The tonal space is linear in the sense of sound frequency distribution (as on a piano keyboard), but it is nonlinear in the sense of tonal attraction [60]. Musical matter consists of the seven tones of a diatonic scale plus five chromatic tones. Moreover, musical matter is organized cyclically [61, 62] so that the same 12 semitones of the chromatic scale are repeated in different registers, thus creating a sound range (for example, the 88 sounds of a grand piano). The simplicity and economy of music matter is another factor explaining the broad accessibility of the language of music.

Therapeutic properties of music

The ability of music to activate the biological reward system and to arouse aesthetic emotions speaks for the therapeutic potential of music [63]. For example, for children with autism, music therapy helps to develop speech [64] and communication skills [65]. Melodic intonation therapy helps to restore speech in patients with Broca’s aphasia [66].

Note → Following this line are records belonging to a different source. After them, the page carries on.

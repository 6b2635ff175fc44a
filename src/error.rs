use std::{io,fmt};
use std::convert::From;

use super::date::IsoDate;
use super::population::Region;


pub type Result<T> = std::result::Result<T, Error>;

#[derive(Debug)]
pub enum Error {
    IO(io::Error),
    CSV(csv::Error),
    JSON(serde_json::Error),
    InvalidDate(String),
    InvalidNumber { column: String, line: u64, value: String },
    MissingColumn { column: String, line: u64 },
    UnknownRegion(String),
    UnknownVaccine(String),
    DuplicateObservation { date: IsoDate, region: Region },
    InvalidRange { oldest: IsoDate, latest: IsoDate },
    OutOfRange { date: IsoDate, oldest: IsoDate, latest: IsoDate },
    MissingFirstDay { date: IsoDate },
    IncompleteDay { date: IsoDate, region: Region },
    DecreasingDeliveries { date: IsoDate, region: Region },
    RangeTooShort { latest: IsoDate, days: i64 },
    NoPopulation(Region),
    NothingDelivered,
    MissingData(&'static str),
}

impl From<io::Error> for Error {
    fn from(err: io::Error) -> Self {
	Self::IO(err)
    }
}

impl From<csv::Error> for Error {
    fn from(err: csv::Error) -> Self {
	Self::CSV(err)
    }
}

impl From<serde_json::Error> for Error {
    fn from(err: serde_json::Error) -> Self {
	Self::JSON(err)
    }
}

impl std::error::Error for Error {}


impl fmt::Display for Error {
    fn fmt(&self, f: &mut fmt::Formatter<'_>) -> fmt::Result {
	match self {
	    Self::IO(err) => write!(f, "I/O error: {}", err),
	    Self::CSV(err) => write!(f, "CSV error: {}", err),
	    Self::JSON(err) => write!(f, "JSON error: {}", err),
	    Self::InvalidDate(date) => write!(f, "Invalid date (expected YYYY-MM-DD): {:?}", date),
	    Self::InvalidNumber { column, line, value } =>
		write!(f, "Invalid number {:?} in column {} on line {}", value, column, line),
	    Self::MissingColumn { column, line } =>
		write!(f, "Missing column {} on line {}", column, line),
	    Self::UnknownRegion(name) => write!(f, "Unknown region: {}", name),
	    Self::UnknownVaccine(name) => write!(f, "Unknown vaccine: {}", name),
	    Self::DuplicateObservation { date, region } =>
		write!(f, "Duplicate observation for {} on {}", region.name(), date),
	    Self::InvalidRange { oldest, latest } =>
		write!(f, "Invalid date range: {} is after {}", oldest, latest),
	    Self::OutOfRange { date, oldest, latest } =>
		write!(f, "Observation on {} lies outside {}..={}", date, oldest, latest),
	    Self::MissingFirstDay { date } =>
		write!(f, "No data for {}, the first day of the range; nothing to carry forward", date),
	    Self::IncompleteDay { date, region } =>
		write!(f, "No data for {} on {} and no earlier day to carry forward from",
		       region.name(), date),
	    Self::DecreasingDeliveries { date, region } =>
		write!(f, "Cumulative deliveries for {} decrease on {}", region.name(), date),
	    Self::RangeTooShort { latest, days } =>
		write!(f, "Series ending {} does not reach back {} days", latest, days),
	    Self::NoPopulation(region) => write!(f, "No population figure for {}", region.name()),
	    Self::NothingDelivered => write!(f, "No doses delivered yet; ratio is undefined"),
	    Self::MissingData(what) => write!(f, "No data in {}!", what),
	}
    }
}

One of the most obvious and at the same time enigmatic effects of music therapy can be observed in patients with Parkinson’s disease when sounds of rhythmic music suddenly improve the patients’ movements, as if the functioning of the complex neurobiological mechanisms of motor behavior, affected by the deficiency of dopaminergic neurons [67, 68], becomes “tuned” by the music. Moreover, rhythmic audio stimulation exercises lead to a sustained improvement in gait in patients with Parkinson’s disease [69–71].

For stroke patients, listening to music improves both lexical memory and concentration of attention [72]; the improvement occurs along with subtle structural reorganization in the frontal-limbic region of the patients’ brains.

Regular playing a musical instrument produces neuroplastic changes in white and gray matter in children and adults [63, 73–75). In children, the neuroplastic changes are accompanied by an improvement in the performance of memorization tasks [76, 77] that are correlated with the IQ. In older students, learning to play a musical instrument increases the level of visuomotor attention, improves motor functions, and positively affects the quality of life [78, 79].

One of the promising areas in the creation of rehabilitation systems that engage the resonant neurobiological feedback from the patient’s natural oscillators is the use of music or music-like signals for controlled correction of functional states [80–85].

Conclusion

The melodic matter of music is distinguished by the simplicity and economy of its basic elements. Artistic arrangement of these elements into tonal-temporal structures creates images of complex psychological state — the virtual reality of emotions. Perceived tension, this intuitively sensed main morphological principle of the language of music, is linked to the motor system responses to the tense and not-tense musical compounds. The concept of perceived tonal tension comes to neuropsychology from music theory. It is the union of musicology and neuropsychology that allows researchers to study the behavioral and neurobiological correlates of emotional responsiveness to music. Music demonstrates therapeutic potential, the nature of which is not always clear. In addition, practicing a musical instrument and in some cases just listening to music can generate neuroplastic changes that correlate with improved cognitive and motor functions. These therapeutic effects establish music as an instrument of cognitive therapy.

Funding. The work was not funded.

Conflicts of interest. The author declares no conflict of interest.